(EXERCISE DETAILS) Read through the records. Copy each line that has the word "call".

(SUPPLIED MATERIAL)
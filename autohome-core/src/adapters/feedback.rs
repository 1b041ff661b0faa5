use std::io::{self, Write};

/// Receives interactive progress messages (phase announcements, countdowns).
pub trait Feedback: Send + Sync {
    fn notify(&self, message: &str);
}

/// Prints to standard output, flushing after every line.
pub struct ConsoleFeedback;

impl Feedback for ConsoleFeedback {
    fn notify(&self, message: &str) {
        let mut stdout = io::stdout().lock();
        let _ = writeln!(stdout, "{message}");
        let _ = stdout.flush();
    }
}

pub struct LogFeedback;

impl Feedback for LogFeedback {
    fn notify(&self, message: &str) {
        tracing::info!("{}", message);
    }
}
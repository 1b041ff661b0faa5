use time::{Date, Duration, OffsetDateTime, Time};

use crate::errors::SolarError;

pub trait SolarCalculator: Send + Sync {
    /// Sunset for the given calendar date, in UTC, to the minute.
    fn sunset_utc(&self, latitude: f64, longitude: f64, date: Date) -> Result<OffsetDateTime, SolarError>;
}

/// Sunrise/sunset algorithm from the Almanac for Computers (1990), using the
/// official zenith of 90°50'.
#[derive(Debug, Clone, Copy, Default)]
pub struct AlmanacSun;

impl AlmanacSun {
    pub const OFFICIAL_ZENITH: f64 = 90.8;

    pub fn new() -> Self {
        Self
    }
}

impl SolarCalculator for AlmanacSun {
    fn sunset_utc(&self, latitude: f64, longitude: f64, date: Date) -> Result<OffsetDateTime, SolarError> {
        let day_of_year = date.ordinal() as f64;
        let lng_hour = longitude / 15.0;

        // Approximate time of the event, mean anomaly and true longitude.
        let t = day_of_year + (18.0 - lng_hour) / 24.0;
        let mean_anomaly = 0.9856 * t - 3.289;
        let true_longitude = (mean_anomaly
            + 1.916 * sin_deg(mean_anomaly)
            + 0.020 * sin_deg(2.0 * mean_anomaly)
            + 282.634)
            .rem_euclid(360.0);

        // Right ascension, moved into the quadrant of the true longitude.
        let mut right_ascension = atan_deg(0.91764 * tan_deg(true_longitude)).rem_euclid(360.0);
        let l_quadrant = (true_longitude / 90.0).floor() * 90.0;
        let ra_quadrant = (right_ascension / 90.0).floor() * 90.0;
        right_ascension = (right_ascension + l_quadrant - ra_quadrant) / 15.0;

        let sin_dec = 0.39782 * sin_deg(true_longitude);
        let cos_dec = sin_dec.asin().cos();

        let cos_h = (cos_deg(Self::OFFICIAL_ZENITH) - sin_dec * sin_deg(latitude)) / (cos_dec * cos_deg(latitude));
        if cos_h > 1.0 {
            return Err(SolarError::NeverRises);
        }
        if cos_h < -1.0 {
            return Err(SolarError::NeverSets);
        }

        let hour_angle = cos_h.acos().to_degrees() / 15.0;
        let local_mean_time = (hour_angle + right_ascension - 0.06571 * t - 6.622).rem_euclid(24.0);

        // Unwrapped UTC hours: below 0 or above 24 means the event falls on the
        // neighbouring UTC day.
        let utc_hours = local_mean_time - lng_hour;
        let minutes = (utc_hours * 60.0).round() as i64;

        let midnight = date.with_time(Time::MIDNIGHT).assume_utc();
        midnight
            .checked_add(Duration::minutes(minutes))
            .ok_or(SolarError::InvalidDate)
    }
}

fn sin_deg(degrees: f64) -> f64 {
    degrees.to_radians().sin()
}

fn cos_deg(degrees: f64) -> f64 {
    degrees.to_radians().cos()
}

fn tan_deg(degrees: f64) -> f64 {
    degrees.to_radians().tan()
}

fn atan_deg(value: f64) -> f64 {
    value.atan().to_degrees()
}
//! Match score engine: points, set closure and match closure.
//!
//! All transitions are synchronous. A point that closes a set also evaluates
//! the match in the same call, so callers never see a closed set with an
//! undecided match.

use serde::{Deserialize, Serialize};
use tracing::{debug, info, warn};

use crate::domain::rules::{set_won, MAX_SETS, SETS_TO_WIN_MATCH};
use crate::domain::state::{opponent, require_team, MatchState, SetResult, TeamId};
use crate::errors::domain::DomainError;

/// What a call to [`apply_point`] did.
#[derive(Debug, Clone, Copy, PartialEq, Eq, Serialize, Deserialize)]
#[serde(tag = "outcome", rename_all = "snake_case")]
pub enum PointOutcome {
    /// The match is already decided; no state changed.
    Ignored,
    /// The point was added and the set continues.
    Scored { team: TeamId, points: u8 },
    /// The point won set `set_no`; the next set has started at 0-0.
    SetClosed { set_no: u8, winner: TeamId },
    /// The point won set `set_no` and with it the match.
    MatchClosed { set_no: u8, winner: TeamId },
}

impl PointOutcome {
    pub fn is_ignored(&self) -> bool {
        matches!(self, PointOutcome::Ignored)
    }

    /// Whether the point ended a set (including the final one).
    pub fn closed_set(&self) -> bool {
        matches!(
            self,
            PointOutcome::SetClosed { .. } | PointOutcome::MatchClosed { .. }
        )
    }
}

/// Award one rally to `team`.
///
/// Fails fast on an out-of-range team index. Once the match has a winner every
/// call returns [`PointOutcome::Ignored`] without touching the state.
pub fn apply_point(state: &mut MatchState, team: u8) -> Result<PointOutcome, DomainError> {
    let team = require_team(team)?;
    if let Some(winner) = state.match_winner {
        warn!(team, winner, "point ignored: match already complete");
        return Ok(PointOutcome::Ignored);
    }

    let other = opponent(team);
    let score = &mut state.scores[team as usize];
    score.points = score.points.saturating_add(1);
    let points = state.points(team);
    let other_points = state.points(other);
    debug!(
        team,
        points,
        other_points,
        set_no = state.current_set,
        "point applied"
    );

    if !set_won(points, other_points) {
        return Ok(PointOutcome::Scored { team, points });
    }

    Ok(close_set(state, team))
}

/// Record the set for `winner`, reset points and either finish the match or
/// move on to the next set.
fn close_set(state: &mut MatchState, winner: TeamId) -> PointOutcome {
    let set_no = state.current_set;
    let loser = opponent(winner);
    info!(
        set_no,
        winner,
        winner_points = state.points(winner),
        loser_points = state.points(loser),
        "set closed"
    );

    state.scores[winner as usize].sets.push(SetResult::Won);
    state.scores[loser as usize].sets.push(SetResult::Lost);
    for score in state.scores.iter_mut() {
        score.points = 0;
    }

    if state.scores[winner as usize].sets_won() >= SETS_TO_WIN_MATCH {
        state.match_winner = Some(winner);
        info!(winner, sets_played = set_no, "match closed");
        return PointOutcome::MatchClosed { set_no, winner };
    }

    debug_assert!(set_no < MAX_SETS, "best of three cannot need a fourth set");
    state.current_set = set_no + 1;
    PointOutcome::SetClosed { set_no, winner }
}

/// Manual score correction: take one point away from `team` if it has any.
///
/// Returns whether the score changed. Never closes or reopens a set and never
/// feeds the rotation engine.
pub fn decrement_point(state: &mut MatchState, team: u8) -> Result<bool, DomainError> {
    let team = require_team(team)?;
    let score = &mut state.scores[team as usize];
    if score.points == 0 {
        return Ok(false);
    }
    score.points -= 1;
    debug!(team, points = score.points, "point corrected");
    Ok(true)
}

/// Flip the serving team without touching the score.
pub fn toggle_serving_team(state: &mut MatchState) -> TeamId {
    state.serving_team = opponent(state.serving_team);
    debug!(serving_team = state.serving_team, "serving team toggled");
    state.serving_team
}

(ANSWER TO THE EXERCISE)
//! the match in the same call, so callers never see a closed set with an
/// What a call to [`apply_point`] did.
/// call returns [`PointOutcome::Ignored`] without touching the state.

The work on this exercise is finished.